Air France : 465 postes supprimés

Cette restructuration, la première pour le nouveau patron de la compagnie aérienne Benjamin Smith, concerne les vols internes. 

C’est le premier plan de départs volontaires de l’ère Benjamin Smith et le 8ème en dix ans. Le nouveau patron d’Air France, nommé pendant l’été 2018, a annoncé cette restructuration à l’issue d’un comité social et économique central extraordinaire (csece) ce lundi 13 mai. «Les représentants du personnel ont été informés» de ce projet qui serait «mis en oeuvre sur plus d’une année» a annoncé Air France dans son communiqué. 

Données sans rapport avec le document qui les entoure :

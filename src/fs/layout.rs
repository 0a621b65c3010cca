//! ## Layout module
//!
//! Compile-time geometry of the filesystem region and the pure address
//! arithmetic over it.  The region is divided, in order, into the metadata
//! header, the allocation table, and the data blocks.  Changing any constant
//! here makes the stored metadata mismatch, which triggers a quick format on
//! the next mount.

/// Base byte offset of the filesystem region within the medium.
pub const FS_START: usize = 0x0;
/// Size of the filesystem region in bytes.
pub const FS_SIZE: usize = 2048;
/// Size of one data block, link field included.
pub const BLOCK_SIZE: usize = 32;
/// Upper limit on the chain length of a single file.
pub const MAX_BLOCKS_PER_FILE: usize = 8;
/// Number of file slots in the allocation table.  A prime count is
/// recommended so that wrapped identifiers spread over the slots.
pub const MAX_FILES: usize = 29;

/// Size of the on-medium link field (an `Lba`).
pub const LBA_SIZE: usize = 2;
/// Payload bytes per block.
pub const BLOCK_DATA_SIZE: usize = BLOCK_SIZE - LBA_SIZE;

pub const META_OFFSET: usize = 0;
/// Five u16 fields, see `types::Metadata`.
pub const META_SIZE: usize = 10;
pub const ALLOC_TABLE_OFFSET: usize = META_OFFSET + META_SIZE;
/// u16 size plus i16 head, see `types::FileAlloc`.
pub const ALLOC_ENTRY_SIZE: usize = 4;
/// The table carries one entry per file slot plus the free-head slot.
pub const ALLOC_TABLE_SIZE: usize = (MAX_FILES + 1) * ALLOC_ENTRY_SIZE;
pub const DATA_OFFSET: usize = ALLOC_TABLE_OFFSET + ALLOC_TABLE_SIZE;
/// Count of data blocks; trailing bytes that do not fill a block are unused.
pub const NUM_BLOCKS: usize = (FS_SIZE - DATA_OFFSET) / BLOCK_SIZE;

/// Byte address of the block with the given index.
/// The mod is defensive wrap arithmetic; valid indices never trigger it.
pub fn block_addr(idx: usize) -> usize {
    FS_START + DATA_OFFSET + (idx * BLOCK_SIZE) % FS_SIZE
}

/// Byte address of the payload of the block with the given index.
pub fn block_data_addr(idx: usize) -> usize {
    block_addr(idx) + LBA_SIZE
}

/// Byte address of an allocation table slot.
/// Slot `MAX_FILES` is the free-head slot.
pub fn alloc_slot_addr(slot: usize) -> usize {
    FS_START + ALLOC_TABLE_OFFSET + slot * ALLOC_ENTRY_SIZE
}

#[test]
fn region_layout() {
    assert_eq!(ALLOC_TABLE_OFFSET,10);
    assert_eq!(DATA_OFFSET,130);
    assert_eq!(NUM_BLOCKS,59);
    assert_eq!(BLOCK_DATA_SIZE,30);
    assert_eq!(block_addr(0),130);
    assert_eq!(block_data_addr(0),132);
    assert_eq!(alloc_slot_addr(MAX_FILES),10 + 29*4);
    // the last block must fit inside the region
    assert!(block_addr(NUM_BLOCKS-1) + BLOCK_SIZE <= FS_START + FS_SIZE);
}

Au total, ce sont 465 des 3200 postes du réseau intérieur qui sont visés. Le plan concerne principalement l’activité dite de “point‐à‐point” sur le réseau court et moyen courrier d’«Air France‐Hop!», une filiale issue d’une fusion entre les compagnies Regional, Airliner et Britair. Les coupes doivent concerner principalement  les effectifs des personnels de base et d’une quinzaine d’escales d’Air France à Orly, Marseille, Ajaccio, Nice, Strasbourg, Toulouse, Bordeaux, Lyon, Nantes ou Montpellier notamment.

Perte d’exploitation de 303 millions d’euros 

Un plan qui ne tombe pas au hasard. Le court‐courrier aurait creusé un déficit de 170 millions d’euros en 2018, concurrencé depuis une dizaine d’années par les compagnies à bas coûts comme EasyJet, mais aussi par les TGV de la SNCF. La compagnie franco‐néerlandaise a connu un très mauvais premier trimestre 2019. Sa perte d’exploitation s’est élevée à 303 millions d’euros, alors qu’elle était de 185 millions l’année dernière sur la même période.

Le csece devrait également être l’occasion pour la direction de dévoiler les axes de sa gestion prévisionnelle des emplois et des compétences. Air France prévoit de recruter un millier de salariés en 2019, d’après la direction de l’entreprise.

Si jusqu’ici, Benjamin Smith a réussi à apaiser le climat social dans l’entreprise, le nouveau plan pourrait tendre la situation  parmi les 3000 salariés d’«Air France‐Hop!» .Un conflit social viendrait écorner l’image d’Air France qui a déjà connu une accumulation de grèves depuis les années 2000. L’an dernier, la grève avait coûté plus de 400 millions d’euros environ à l’entreprise.